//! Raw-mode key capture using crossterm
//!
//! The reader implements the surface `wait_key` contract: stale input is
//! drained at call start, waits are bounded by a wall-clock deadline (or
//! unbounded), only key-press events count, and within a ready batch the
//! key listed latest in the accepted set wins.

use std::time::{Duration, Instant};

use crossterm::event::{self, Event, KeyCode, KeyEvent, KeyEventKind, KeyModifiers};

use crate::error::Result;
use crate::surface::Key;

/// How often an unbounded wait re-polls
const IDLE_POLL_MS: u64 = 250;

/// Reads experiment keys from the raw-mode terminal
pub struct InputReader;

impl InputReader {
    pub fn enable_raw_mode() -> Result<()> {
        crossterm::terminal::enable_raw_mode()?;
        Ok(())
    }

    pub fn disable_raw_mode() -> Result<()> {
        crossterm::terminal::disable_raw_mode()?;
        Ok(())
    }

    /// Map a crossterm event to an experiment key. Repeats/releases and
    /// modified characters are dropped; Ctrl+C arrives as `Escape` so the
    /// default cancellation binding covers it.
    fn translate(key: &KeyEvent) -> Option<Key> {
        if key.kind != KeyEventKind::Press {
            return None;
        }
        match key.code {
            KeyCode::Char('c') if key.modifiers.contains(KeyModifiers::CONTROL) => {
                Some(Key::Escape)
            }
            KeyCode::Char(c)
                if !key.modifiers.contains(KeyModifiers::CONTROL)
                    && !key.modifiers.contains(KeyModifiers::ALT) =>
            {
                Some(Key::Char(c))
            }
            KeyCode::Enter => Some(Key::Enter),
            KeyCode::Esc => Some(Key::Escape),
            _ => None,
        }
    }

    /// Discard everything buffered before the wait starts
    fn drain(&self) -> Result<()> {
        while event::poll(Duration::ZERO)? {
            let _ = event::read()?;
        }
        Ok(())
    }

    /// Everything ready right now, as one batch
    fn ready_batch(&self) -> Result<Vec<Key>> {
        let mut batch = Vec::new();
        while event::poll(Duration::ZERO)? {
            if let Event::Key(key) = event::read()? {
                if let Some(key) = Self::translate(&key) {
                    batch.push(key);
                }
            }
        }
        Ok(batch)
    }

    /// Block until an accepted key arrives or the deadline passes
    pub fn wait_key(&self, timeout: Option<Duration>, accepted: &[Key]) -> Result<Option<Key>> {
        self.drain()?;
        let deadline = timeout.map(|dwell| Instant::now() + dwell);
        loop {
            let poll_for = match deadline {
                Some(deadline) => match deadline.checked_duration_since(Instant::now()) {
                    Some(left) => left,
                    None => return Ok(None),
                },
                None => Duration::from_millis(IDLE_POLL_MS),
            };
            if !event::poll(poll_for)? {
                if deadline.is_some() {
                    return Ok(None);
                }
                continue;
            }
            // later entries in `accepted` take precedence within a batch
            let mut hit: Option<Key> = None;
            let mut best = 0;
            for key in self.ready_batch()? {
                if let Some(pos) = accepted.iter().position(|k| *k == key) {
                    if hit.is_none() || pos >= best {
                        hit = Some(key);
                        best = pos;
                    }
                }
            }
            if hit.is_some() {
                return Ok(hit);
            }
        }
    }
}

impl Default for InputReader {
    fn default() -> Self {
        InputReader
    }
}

---

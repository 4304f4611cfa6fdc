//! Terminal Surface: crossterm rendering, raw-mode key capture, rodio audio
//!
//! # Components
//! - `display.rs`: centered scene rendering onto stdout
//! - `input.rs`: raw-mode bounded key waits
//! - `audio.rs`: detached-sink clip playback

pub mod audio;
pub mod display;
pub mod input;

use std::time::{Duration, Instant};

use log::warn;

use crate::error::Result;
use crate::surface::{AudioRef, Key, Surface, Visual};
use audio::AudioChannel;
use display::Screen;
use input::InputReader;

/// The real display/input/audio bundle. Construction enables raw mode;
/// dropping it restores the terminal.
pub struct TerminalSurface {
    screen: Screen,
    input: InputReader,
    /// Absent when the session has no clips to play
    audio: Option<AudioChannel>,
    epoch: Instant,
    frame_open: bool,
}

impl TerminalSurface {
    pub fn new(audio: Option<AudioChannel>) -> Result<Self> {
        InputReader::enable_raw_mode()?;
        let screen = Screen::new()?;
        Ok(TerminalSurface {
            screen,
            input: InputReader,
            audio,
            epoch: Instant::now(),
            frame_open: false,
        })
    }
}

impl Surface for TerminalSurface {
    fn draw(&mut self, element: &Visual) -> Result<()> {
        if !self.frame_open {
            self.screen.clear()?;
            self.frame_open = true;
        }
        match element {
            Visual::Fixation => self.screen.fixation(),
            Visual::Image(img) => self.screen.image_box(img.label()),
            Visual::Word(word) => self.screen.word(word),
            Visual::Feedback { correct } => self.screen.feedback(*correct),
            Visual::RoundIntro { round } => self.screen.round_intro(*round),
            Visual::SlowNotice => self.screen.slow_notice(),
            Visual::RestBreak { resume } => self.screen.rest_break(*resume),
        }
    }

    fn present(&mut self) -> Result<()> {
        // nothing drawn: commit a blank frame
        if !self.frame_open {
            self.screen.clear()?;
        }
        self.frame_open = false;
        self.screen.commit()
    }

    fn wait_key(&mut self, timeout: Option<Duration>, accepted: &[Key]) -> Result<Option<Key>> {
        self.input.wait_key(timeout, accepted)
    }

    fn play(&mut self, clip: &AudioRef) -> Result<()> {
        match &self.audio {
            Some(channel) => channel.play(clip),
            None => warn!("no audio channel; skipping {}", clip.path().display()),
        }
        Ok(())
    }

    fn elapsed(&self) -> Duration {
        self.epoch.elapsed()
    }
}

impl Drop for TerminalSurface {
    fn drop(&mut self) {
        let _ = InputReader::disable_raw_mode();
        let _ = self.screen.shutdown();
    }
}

Assignment -
Above are some lines. Repeat exactly, and only, those from the line that has "clips to play" through the line that has "a blank frame".

Answer to the exercise -
    /// Absent when the session has no clips to play
    audio: Option<AudioChannel>,
    epoch: Instant,
    frame_open: bool,
}

impl TerminalSurface {
    pub fn new(audio: Option<AudioChannel>) -> Result<Self> {
        InputReader::enable_raw_mode()?;
        let screen = Screen::new()?;
        Ok(TerminalSurface {
            screen,
            input: InputReader,
            audio,
            epoch: Instant::now(),
            frame_open: false,
        })
    }
}

impl Surface for TerminalSurface {
    fn draw(&mut self, element: &Visual) -> Result<()> {
        if !self.frame_open {
            self.screen.clear()?;
            self.frame_open = true;
        }
        match element {
            Visual::Fixation => self.screen.fixation(),
            Visual::Image(img) => self.screen.image_box(img.label()),
            Visual::Word(word) => self.screen.word(word),
            Visual::Feedback { correct } => self.screen.feedback(*correct),
            Visual::RoundIntro { round } => self.screen.round_intro(*round),
            Visual::SlowNotice => self.screen.slow_notice(),
            Visual::RestBreak { resume } => self.screen.rest_break(*resume),
        }
    }

    fn present(&mut self) -> Result<()> {
        // nothing drawn: commit a blank frame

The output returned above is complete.